Each entry below must appear in the answer exactly as written.

### Records for the exercise:
------

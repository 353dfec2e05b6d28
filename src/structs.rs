// SPDX-License-Identifier: Apache-2.0
// Copyright (c) 2025 rhythmcache
// https://github.com/rhythmcache/payload-dumper-rust

use serde::Serialize;

#[derive(Serialize, Clone)]
pub struct ExtentInfo {
    pub start_block: u64,
    pub num_blocks: u64,
}

#[derive(Serialize)]
pub struct PartitionInfoDetails {
    pub size: u64,
    #[serde(skip_serializing_if = "Option::is_none")]
    pub hash: Option<String>,
}

#[derive(Serialize)]
pub struct InstallOperationInfo {
    pub operation_type: String,
    pub operation_index: usize,
    pub data_offset: u64,
    pub data_length: u64,
    pub data_length_readable: String,
    #[serde(skip_serializing_if = "Vec::is_empty")]
    pub src_extents: Vec<ExtentInfo>,
    pub src_length: u64,
    #[serde(skip_serializing_if = "Vec::is_empty")]
    pub dst_extents: Vec<ExtentInfo>,
    pub dst_length: u64,
    #[serde(skip_serializing_if = "Option::is_none")]
    pub data_sha256_hash: Option<String>,
    #[serde(skip_serializing_if = "Option::is_none")]
    pub src_sha256_hash: Option<String>,
}

#[derive(Serialize)]
pub struct OperationTypeStats {
    pub operation_type: String,
    pub count: usize,
    pub total_data_size: u64,
}

#[derive(Serialize)]
pub struct MergeOperationInfo {
    pub operation_type: String,
    #[serde(skip_serializing_if = "Option::is_none")]
    pub src_extent: Option<ExtentInfo>,
    #[serde(skip_serializing_if = "Option::is_none")]
    pub dst_extent: Option<ExtentInfo>,
    pub src_offset: u32,
}

#[derive(Serialize)]
pub struct PartitionMetadata {
    pub partition_name: String,
    pub size_in_bytes: u64,
    pub size_readable: String,
    #[serde(skip_serializing_if = "Option::is_none")]
    pub hash: Option<String>,
    pub partition_type: String,
    pub operations_count: usize,
    pub block_size: u64,
    #[serde(skip_serializing_if = "Option::is_none")]
    pub run_postinstall: Option<bool>,
    #[serde(skip_serializing_if = "Option::is_none")]
    pub postinstall_path: Option<String>,
    #[serde(skip_serializing_if = "Option::is_none")]
    pub filesystem_type: Option<String>,
    pub version: u64,

    #[serde(skip_serializing_if = "Option::is_none")]
    pub old_partition_info: Option<PartitionInfoDetails>,

    #[serde(skip_serializing_if = "Option::is_none")]
    pub estimate_cow_size: Option<u64>,
    #[serde(skip_serializing_if = "Option::is_none")]
    pub estimate_cow_size_readable: Option<String>,
    #[serde(skip_serializing_if = "Option::is_none")]
    pub estimate_op_count_max: Option<u64>,

    #[serde(skip_serializing_if = "Vec::is_empty")]
    pub operations: Vec<InstallOperationInfo>,

    #[serde(skip_serializing_if = "Vec::is_empty")]
    pub merge_operations: Vec<MergeOperationInfo>,
    pub merge_operations_count: usize,

    #[serde(skip_serializing_if = "Vec::is_empty")]
    pub operation_type_stats: Vec<OperationTypeStats>,
    pub total_data_size: u64,
    pub total_data_size_readable: String,
    pub num_src_extents: usize,
    pub num_dst_extents: usize,
}

#[derive(Serialize)]
pub struct DynamicPartitionGroupInfo {
    pub name: String,
    pub size: u64,
    pub size_readable: String,
    pub partition_names: Vec<String>,
    pub partition_count: usize,
}

#[derive(Serialize)]
pub struct VabcFeatureSetInfo {
    pub threaded: bool,
    pub batch_writes: bool,
}

#[derive(Serialize)]
pub struct DynamicPartitionInfo {
    pub groups: Vec<DynamicPartitionGroupInfo>,
    pub groups_count: usize,
    pub snapshot_enabled: bool,
    pub vabc_enabled: bool,
    #[serde(skip_serializing_if = "String::is_empty")]
    pub vabc_compression_param: String,
    #[serde(skip_serializing_if = "Option::is_none")]
    pub vabc_feature_set: Option<VabcFeatureSetInfo>,
}

#[derive(Serialize)]
pub struct ApexInfoMetadata {
    pub package_name: String,
    pub version: i64,
    pub is_compressed: bool,
    pub decompressed_size: u64,
    pub decompressed_size_readable: String,
}

#[derive(Serialize)]
pub struct PayloadMetadata {
    #[serde(skip_serializing_if = "String::is_empty")]
    pub security_patch_level: String,
    pub block_size: u32,
    pub minor_version: u64,
    pub max_timestamp: u64,
    #[serde(skip_serializing_if = "Option::is_none")]
    pub dynamic_partition_metadata: Option<DynamicPartitionInfo>,
    pub partial_update: bool,
    pub apex_info: Vec<ApexInfoMetadata>,
    pub apex_info_count: usize,
    pub partitions: Vec<PartitionMetadata>,
    pub partitions_count: usize,

    pub signatures_offset: u64,
    pub signatures_size: u64,

    pub total_payload_size: u64,
    pub total_payload_size_readable: String,
    pub total_operations_count: usize,
    #[serde(skip_serializing_if = "Vec::is_empty")]
    pub global_operation_stats: Vec<OperationTypeStats>,
}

------

### Your response:
repository 353dfec2e05b6d28
filename src/structs.rs
// SPDX-License-Identifier: Apache-2.0
// Copyright (c) 2025 rhythmcache
// https://github.com/rhythmcache/payload-dumper-rust

use serde::Serialize;

#[derive(Serialize, Clone)]
pub struct ExtentInfo {
    pub start_block: u64,
    pub num_blocks: u64,
}

#[derive(Serialize)]
pub struct PartitionInfoDetails {
    pub size: u64,
    #[serde(skip_serializing_if = "Option::is_none")]
    pub hash: Option<String>,
}

#[derive(Serialize)]
pub struct InstallOperationInfo {
    pub operation_type: String,
    pub operation_index: usize,
    pub data_offset: u64,
    pub data_length: u64,
    pub data_length_readable: String,
    #[serde(skip_serializing_if = "Vec::is_empty")]
    pub src_extents: Vec<ExtentInfo>,
    pub src_length: u64,
    #[serde(skip_serializing_if = "Vec::is_empty")]
    pub dst_extents: Vec<ExtentInfo>,
    pub dst_length: u64,
    #[serde(skip_serializing_if = "Option::is_none")]
    pub data_sha256_hash: Option<String>,
    #[serde(skip_serializing_if = "Option::is_none")]
    pub src_sha256_hash: Option<String>,
}

#[derive(Serialize)]
pub struct OperationTypeStats {
    pub operation_type: String,
    pub count: usize,
    pub total_data_size: u64,
}

#[derive(Serialize)]
pub struct MergeOperationInfo {
    pub operation_type: String,
    #[serde(skip_serializing_if = "Option::is_none")]
    pub src_extent: Option<ExtentInfo>,
    #[serde(skip_serializing_if = "Option::is_none")]
    pub dst_extent: Option<ExtentInfo>,
    pub src_offset: u32,
}

#[derive(Serialize)]
pub struct PartitionMetadata {
    pub partition_name: String,
    pub size_in_bytes: u64,
    pub size_readable: String,
    #[serde(skip_serializing_if = "Option::is_none")]
    pub hash: Option<String>,
    pub partition_type: String,
    pub operations_count: usize,
    pub block_size: u64,
    #[serde(skip_serializing_if = "Option::is_none")]
    pub run_postinstall: Option<bool>,
    #[serde(skip_serializing_if = "Option::is_none")]
    pub postinstall_path: Option<String>,
    #[serde(skip_serializing_if = "Option::is_none")]
    pub filesystem_type: Option<String>,
    pub version: u64,

    #[serde(skip_serializing_if = "Option::is_none")]
    pub old_partition_info: Option<PartitionInfoDetails>,

    #[serde(skip_serializing_if = "Option::is_none")]
    pub estimate_cow_size: Option<u64>,
    #[serde(skip_serializing_if = "Option::is_none")]
    pub estimate_cow_size_readable: Option<String>,
    #[serde(skip_serializing_if = "Option::is_none")]
    pub estimate_op_count_max: Option<u64>,

    #[serde(skip_serializing_if = "Vec::is_empty")]
    pub operations: Vec<InstallOperationInfo>,

    #[serde(skip_serializing_if = "Vec::is_empty")]
    pub merge_operations: Vec<MergeOperationInfo>,
    pub merge_operations_count: usize,

    #[serde(skip_serializing_if = "Vec::is_empty")]
    pub operation_type_stats: Vec<OperationTypeStats>,
    pub total_data_size: u64,
    pub total_data_size_readable: String,
    pub num_src_extents: usize,
    pub num_dst_extents: usize,
}

#[derive(Serialize)]
pub struct DynamicPartitionGroupInfo {
    pub name: String,
    pub size: u64,
    pub size_readable: String,
    pub partition_names: Vec<String>,
    pub partition_count: usize,
}

#[derive(Serialize)]
pub struct VabcFeatureSetInfo {
    pub threaded: bool,
    pub batch_writes: bool,
}

#[derive(Serialize)]
pub struct DynamicPartitionInfo {
    pub groups: Vec<DynamicPartitionGroupInfo>,
    pub groups_count: usize,
    pub snapshot_enabled: bool,
    pub vabc_enabled: bool,
    #[serde(skip_serializing_if = "String::is_empty")]
    pub vabc_compression_param: String,
    #[serde(skip_serializing_if = "Option::is_none")]
    pub vabc_feature_set: Option<VabcFeatureSetInfo>,
}

#[derive(Serialize)]
pub struct ApexInfoMetadata {
    pub package_name: String,
    pub version: i64,
    pub is_compressed: bool,
    pub decompressed_size: u64,
    pub decompressed_size_readable: String,
}

#[derive(Serialize)]
pub struct PayloadMetadata {
    #[serde(skip_serializing_if = "String::is_empty")]
    pub security_patch_level: String,
    pub block_size: u32,
    pub minor_version: u64,
    pub max_timestamp: u64,
    #[serde(skip_serializing_if = "Option::is_none")]
    pub dynamic_partition_metadata: Option<DynamicPartitionInfo>,
    pub partial_update: bool,
    pub apex_info: Vec<ApexInfoMetadata>,
    pub apex_info_count: usize,
    pub partitions: Vec<PartitionMetadata>,
    pub partitions_count: usize,

    pub signatures_offset: u64,
    pub signatures_size: u64,

    pub total_payload_size: u64,
    pub total_payload_size_readable: String,
    pub total_operations_count: usize,
    #[serde(skip_serializing_if = "Vec::is_empty")]
    pub global_operation_stats: Vec<OperationTypeStats>,
}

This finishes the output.